Members join the AMA for career benefits – both through networking with peers and picking up new skills at events.
Problem Statement
Since members join to advance careers, it certainly made sense to launch an online job board back when such things were shiny and new in the late 1990s.
So it launched, and then it … sat there.
The job board was producing some revenue – low six figures – but wasn’t nearly where it should have been with an organization with the large member base and respected brand like the AMA.
In the job board world, scale matters. Job seekers won’t come to an empty job board, and without candidates, it’s difficult to sell job listings. Organic growth will take care of the problem in time, but moving slow in the Internet world is often not a particularly strong business strategy.
Resources Available
AMA had a fantastic brand and a loyal member base. Additionally the MarketingPower.com portal, which had been launched three years before, had attracted a qualified email list of 100,000+ marketers.

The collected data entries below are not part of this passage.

//! Plumb - example server
//!
//! Serves a small in-memory notes API built from the handler adapters.
//! Configuration is read from the YAML files given as arguments, merged in
//! order.
//!
//! ```text
//! plumb config/base.yaml config/local.yaml
//! ```

use chrono::{DateTime, Utc};
use plumb::prelude::*;
use serde::{Deserialize, Serialize};
use std::collections::BTreeMap;
use std::sync::atomic::{AtomicI64, Ordering};
use std::sync::{Arc, Mutex};

#[derive(Debug, Clone, Serialize)]
struct Note {
    id: i64,
    text: String,
    created_at: DateTime<Utc>,
}

#[derive(Debug, Deserialize)]
struct NewNote {
    text: String,
}

#[derive(Bind)]
struct NoteId {
    #[bind("id,path,required")]
    id: i64,
}

#[derive(Bind)]
struct ListNotes {
    #[bind("since,omitempty")]
    since: Option<DateTime<Utc>>,
    #[bind("limit")]
    limit: Option<i32>,
}

/// Notes kept in memory for the lifetime of the process.
#[derive(Default)]
struct Notes {
    next_id: AtomicI64,
    notes: Mutex<BTreeMap<i64, Note>>,
}

impl Notes {
    fn insert(&self, text: String) -> Result<Note, BoxError> {
        let note = Note {
            id: self.next_id.fetch_add(1, Ordering::SeqCst) + 1,
            text,
            created_at: Utc::now(),
        };
        self.notes
            .lock()
            .map_err(|_| "notes store poisoned")?
            .insert(note.id, note.clone());
        Ok(note)
    }

    fn list(&self, args: &ListNotes) -> Result<Vec<Note>, BoxError> {
        let notes = self.notes.lock().map_err(|_| "notes store poisoned")?;
        let limit = args.limit.map(|l| l.max(0) as usize).unwrap_or(usize::MAX);

        Ok(notes
            .values()
            .filter(|note| args.since.map_or(true, |since| note.created_at >= since))
            .take(limit)
            .cloned()
            .collect())
    }

    fn get(&self, id: i64) -> Result<Option<Note>, BoxError> {
        let notes = self.notes.lock().map_err(|_| "notes store poisoned")?;
        Ok(notes.get(&id).cloned())
    }

    fn remove(&self, id: i64) -> Result<bool, BoxError> {
        let mut notes = self.notes.lock().map_err(|_| "notes store poisoned")?;
        Ok(notes.remove(&id).is_some())
    }
}

fn routes(logger: &Logger, notes: Arc<Notes>) -> Router {
    let (create, list, get, delete) = (notes.clone(), notes.clone(), notes.clone(), notes);

    Router::new()
        .get("/_health", handle(logger, |_ctx| async { Ok::<_, Error>(()) }))
        .post(
            "/notes",
            with_input_output(logger, move |_ctx, input: NewNote| {
                let notes = create.clone();
                async move {
                    if input.text.is_empty() {
                        return Err(Error::invalid_input("text must not be empty").into());
                    }
                    notes.insert(input.text)
                }
            }),
        )
        .get(
            "/notes",
            with_args_output(logger, move |_ctx, args: ListNotes| {
                let notes = list.clone();
                async move { notes.list(&args) }
            }),
        )
        .get(
            "/notes/{id}",
            with_args_output(logger, move |_ctx, args: NoteId| {
                let notes = get.clone();
                async move {
                    match notes.get(args.id)? {
                        Some(note) => Ok(note),
                        None => Err(BoxError::from(format!("note {} not found", args.id))),
                    }
                }
            }),
        )
        .delete(
            "/notes/{id}",
            with_args(logger, move |_ctx, args: NoteId| {
                let notes = delete.clone();
                async move {
                    if notes.remove(args.id)? {
                        Ok(())
                    } else {
                        Err(BoxError::from(format!("note {} not found", args.id)))
                    }
                }
            }),
        )
}

#[tokio::main]
async fn main() -> Result<(), Box<dyn std::error::Error + Send + Sync>> {
    let files: Vec<String> = std::env::args().skip(1).collect();
    let config = ServerConfig::from_files(&files[..])?;

    let logger = config.logger();
    logger.install()?;

    tracing::info!("Starting plumb example server...");

    let router = routes(&logger, Arc::new(Notes::default()));
    for route in router.routes() {
        tracing::info!("Route: {} {}", route.method(), route.pattern());
    }

    Server::new(config, router, logger).run().await
}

Second, AMA was working with Boxwood Technology, a leading online job board platform with an extensive base in the nonprofit and professional association space. Boxwood had several existing clients with a problem similar to AMA’s. Each had a qualified, valuable candidate base, but was unable to activate it well in a job board business to produce significant revenue.
Program
AMA and Boxwood developed an innovative alliance among the leading marketing associations called the Marketing Career Network.

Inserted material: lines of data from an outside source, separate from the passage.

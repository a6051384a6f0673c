//! Serving handlers over HTTP.

mod config;
mod router;
mod server;

pub use config::ServerConfig;
pub use router::{Lookup, Route, Router};
pub use server::Server;
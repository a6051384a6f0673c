//! Procedural macros for the plumb request binder.
//!
//! This crate provides `#[derive(Bind)]`, which implements `plumb::Bind` for
//! a struct with named fields.
//!
//! # Example
//!
//! ```ignore
//! use plumb::Bind;
//!
//! #[derive(Bind)]
//! struct ListJobs {
//!     #[bind("owner,path,required")]
//!     owner: String,
//!     #[bind("page")]
//!     page: i32,
//!     #[bind("since,omitempty")]
//!     since: Option<chrono::DateTime<chrono::Utc>>,
//!     // Not bound, left at Default.
//!     cursor: Option<String>,
//! }
//! ```

use proc_macro::TokenStream;
use quote::quote;
use syn::{parse_macro_input, Data, DeriveInput, Field, Fields, LitStr};

/// Tag that disables binding for a field.
const SKIP: &str = "-";

/// A field of the target struct and its optional bind tag.
struct BindField<'a> {
    field: &'a Field,
    tag: Option<LitStr>,
}

impl<'a> BindField<'a> {
    fn parse(field: &'a Field) -> syn::Result<Self> {
        let mut tag: Option<LitStr> = None;

        for attr in &field.attrs {
            if !attr.path().is_ident("bind") {
                continue;
            }

            if tag.is_some() {
                return Err(syn::Error::new_spanned(attr, "duplicate bind attribute"));
            }

            let lit: LitStr = attr.parse_args().map_err(|_| {
                syn::Error::new_spanned(
                    attr,
                    "expected #[bind(\"name[,path][,required][,omitempty]\")]",
                )
            })?;

            let value = lit.value();
            if value != SKIP && value.split(',').next().unwrap_or_default().is_empty() {
                return Err(syn::Error::new_spanned(&lit, "bind tag must start with a name"));
            }

            tag = Some(lit);
        }

        // A skipped field behaves exactly like an untagged one.
        let tag = tag.filter(|lit| lit.value() != SKIP);

        Ok(Self { field, tag })
    }
}

/// Derive `plumb::Bind` for a struct.
///
/// Each field tagged with `#[bind("...")]` is populated from the request's
/// path values (`path` option) or query string (default), in declaration
/// order. Untagged fields and fields tagged `#[bind("-")]` are initialised
/// with `Default::default()`.
///
/// Bound fields must have a bindable type: `String`, `bool`, `i16`, `i32`,
/// `i64`, `isize`, `DateTime<FixedOffset>`, `DateTime<Utc>`, `UriRef`, or an
/// `Option` of one of those.
#[proc_macro_derive(Bind, attributes(bind))]
pub fn derive_bind(input: TokenStream) -> TokenStream {
    let input = parse_macro_input!(input as DeriveInput);

    match generate_bind(input) {
        Ok(tokens) => tokens.into(),
        Err(err) => err.to_compile_error().into(),
    }
}

fn generate_bind(input: DeriveInput) -> syn::Result<proc_macro2::TokenStream> {
    let name = &input.ident;
    let (impl_generics, ty_generics, where_clause) = input.generics.split_for_impl();

    let fields = match &input.data {
        Data::Struct(data) => &data.fields,
        _ => {
            return Err(syn::Error::new_spanned(
                &input.ident,
                "Bind can only be derived for structs",
            ))
        }
    };

    let named = match fields {
        Fields::Named(named) => &named.named,
        Fields::Unit => {
            return Ok(quote! {
                impl #impl_generics ::plumb::bind::Bind for #name #ty_generics #where_clause {
                    fn bind(
                        _req: &::plumb::http::Request,
                    ) -> ::core::result::Result<Self, ::plumb::Error> {
                        ::core::result::Result::Ok(Self)
                    }
                }
            });
        }
        Fields::Unnamed(_) => {
            return Err(syn::Error::new_spanned(
                fields,
                "Bind requires named fields",
            ))
        }
    };

    let mut tags = Vec::new();
    let mut inits = Vec::new();

    for field in named {
        let field = BindField::parse(field)?;
        let ident = &field.field.ident;
        let ty = &field.field.ty;

        match field.tag {
            Some(tag) => {
                let index = tags.len();
                tags.push(quote! {
                    (#tag, <#ty as ::plumb::bind::BindValue>::FIELD_TYPE)
                });
                inits.push(quote! {
                    #ident: binder.field::<#ty>(#index)?
                });
            }
            None => inits.push(quote! {
                #ident: ::core::default::Default::default()
            }),
        }
    }

    if tags.is_empty() {
        return Ok(quote! {
            impl #impl_generics ::plumb::bind::Bind for #name #ty_generics #where_clause {
                fn bind(
                    _req: &::plumb::http::Request,
                ) -> ::core::result::Result<Self, ::plumb::Error> {
                    ::core::result::Result::Ok(Self { #(#inits),* })
                }
            }
        });
    }

    // Field types of a generic struct may depend on its parameters, so the
    // table can only be cached for non-generic targets.
    let descriptors = if input.generics.type_params().next().is_some() {
        quote! {
            let descriptors = &::plumb::bind::descriptors(&[#(#tags),*]);
        }
    } else {
        quote! {
            static DESCRIPTORS: ::std::sync::OnceLock<::plumb::bind::Descriptors> =
                ::std::sync::OnceLock::new();
            let descriptors = DESCRIPTORS.get_or_init(|| ::plumb::bind::descriptors(&[#(#tags),*]));
        }
    };

    Ok(quote! {
        impl #impl_generics ::plumb::bind::Bind for #name #ty_generics #where_clause {
            fn bind(
                req: &::plumb::http::Request,
            ) -> ::core::result::Result<Self, ::plumb::Error> {
                #descriptors
                let binder = ::plumb::bind::Binder::new(req, descriptors);

                ::core::result::Result::Ok(Self { #(#inits),* })
            }
        }
    })
}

Initially, the Network consisted of 6 members, but has since grown to include almost 80 at last count. Each of the members of the network was, by any other measure, a competitor. Indeed, many spent quality meeting-time hours plotting ways to snag members from the other organizations.

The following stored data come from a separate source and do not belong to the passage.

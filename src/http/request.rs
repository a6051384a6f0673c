//! Incoming HTTP request as seen by handlers.

use bytes::Bytes;
use std::collections::HashMap;

/// HTTP method enumeration.
#[derive(Debug, Clone, Copy, Default, PartialEq, Eq, Hash)]
pub enum Method {
    #[default]
    Get,
    Post,
    Put,
    Delete,
    Patch,
    Head,
    Options,
}

impl std::fmt::Display for Method {
    fn fmt(&self, f: &mut std::fmt::Formatter<'_>) -> std::fmt::Result {
        match self {
            Method::Get => write!(f, "GET"),
            Method::Post => write!(f, "POST"),
            Method::Put => write!(f, "PUT"),
            Method::Delete => write!(f, "DELETE"),
            Method::Patch => write!(f, "PATCH"),
            Method::Head => write!(f, "HEAD"),
            Method::Options => write!(f, "OPTIONS"),
        }
    }
}

impl Method {
    /// Convert from hyper's method, `None` for methods not routed here.
    pub fn from_hyper(method: &hyper::Method) -> Option<Self> {
        match *method {
            hyper::Method::GET => Some(Method::Get),
            hyper::Method::POST => Some(Method::Post),
            hyper::Method::PUT => Some(Method::Put),
            hyper::Method::DELETE => Some(Method::Delete),
            hyper::Method::PATCH => Some(Method::Patch),
            hyper::Method::HEAD => Some(Method::Head),
            hyper::Method::OPTIONS => Some(Method::Options),
            _ => None,
        }
    }
}

/// An HTTP request with its body fully read and path values resolved.
#[derive(Debug, Clone, Default)]
pub struct Request {
    /// HTTP method.
    pub method: Method,
    /// Request path, without the query string.
    pub path: String,
    /// Raw query string (everything after `?`), if any.
    pub query: Option<String>,
    /// HTTP headers, names lowercased.
    pub headers: HashMap<String, String>,
    /// Request body.
    pub body: Bytes,
    /// Values captured from the matched route pattern.
    pub path_params: HashMap<String, String>,
}

impl Request {
    /// Create a request from a method and a target such as `/jobs?page=2`.
    pub fn new(method: Method, target: impl AsRef<str>) -> Self {
        let target = target.as_ref();
        let (path, query) = match target.split_once('?') {
            Some((path, query)) => (path.to_string(), Some(query.to_string())),
            None => (target.to_string(), None),
        };

        Self {
            method,
            path,
            query,
            ..Self::default()
        }
    }

    /// Add a header to the request.
    pub fn header(mut self, key: impl Into<String>, value: impl Into<String>) -> Self {
        self.headers.insert(key.into().to_ascii_lowercase(), value.into());
        self
    }

    /// Set the request body.
    pub fn body(mut self, body: impl Into<Bytes>) -> Self {
        self.body = body.into();
        self
    }

    /// Set a path value, as the router does for `{name}` segments.
    pub fn path_param(mut self, name: impl Into<String>, value: impl Into<String>) -> Self {
        self.path_params.insert(name.into(), value.into());
        self
    }

    /// Get a header value (case-insensitive).
    pub fn get_header(&self, key: &str) -> Option<&str> {
        self.headers
            .get(&key.to_ascii_lowercase())
            .map(String::as_str)
    }

    /// Get a path value, or the empty string when the route did not capture it.
    pub fn path_value(&self, name: &str) -> &str {
        self.path_params.get(name).map(String::as_str).unwrap_or("")
    }

    /// The path and query string, as received.
    pub fn url(&self) -> String {
        match &self.query {
            Some(query) => format!("{}?{}", self.path, query),
            None => self.path.clone(),
        }
    }
}

#[cfg(test)]
mod tests {
    use super::*;

    #[test]
    fn test_new_splits_query() {
        let req = Request::new(Method::Get, "/jobs?page=2&size=10");
        assert_eq!(req.path, "/jobs");
        assert_eq!(req.query.as_deref(), Some("page=2&size=10"));
        assert_eq!(req.url(), "/jobs?page=2&size=10");

        let req = Request::new(Method::Get, "/jobs");
        assert_eq!(req.query, None);
    }

    #[test]
    fn test_path_value_defaults_to_empty() {
        let req = Request::new(Method::Get, "/jobs/7").path_param("pk", "7");
        assert_eq!(req.path_value("pk"), "7");
        assert_eq!(req.path_value("missing"), "");
    }

    #[test]
    fn test_header_lookup_is_case_insensitive() {
        let req = Request::new(Method::Post, "/").header("X-Request-Id", "abc");
        assert_eq!(req.get_header("x-request-id"), Some("abc"));
        assert_eq!(req.get_header("X-REQUEST-ID"), Some("abc"));
    }
}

However, the Marketing Career Network enabled these associations to share resources and build each other’s job board businesses without sparking competitive issues.
Since all were operating on Boxwood’s job board platform, the associations were able to share job listings and candidate traffic in the background, while still presenting its own unique branding and look to the employers and job candidates.
Each member association owned its data, which was key because many associations in the past had “partnered” with the mainstream job boards only to find that they were sharing their valuable member lists in exchange for a few shiny quarters.
Execution

AMA's job board today drives significant revenue and member value.
The associations had to be approached one-by-one to build the idea. The AMA and Boxwood worked quite well together by drawing on the existing credibility of each organization to promote the overall idea.
Once it was clear that the membership lists were secure, the only sticking point was maintaining common pricing. Many associations were charging low rates and were worried that a price hike would drive away the few customers they had.
Instead, they learned that their membership bases were so valuable that by operating as stand-alone job boards they were leaving a lot of money on the table.
Results
Through a revenue share program, Marketing Career Network partners were able to accomplish two things at once:
- Deliver a higher volume of qualified candidates to each job listing
- Present a broad array of available positions to members
This produced two positive business results:
- Satisfied customers posted more listings in the future
- Satisfied members tended to renew
For the AMA, the program helped enormously on both fronts.
Job board revenue over the next 4 years grew from low six-figures into low seven figures. Indeed, the job board became one of the top revenue sources for the organization, and certainly the most profitable.
Second, the members were happy. Surveys consistently showed the job board as one of the most cited member benefits – which was funny because the job board wasn’t restricted to members only. Members assumed it was.
Lessons Learned
Don’t assume the existing business environment is the way it has to be. Creative ideas well executed can create a profitable niche.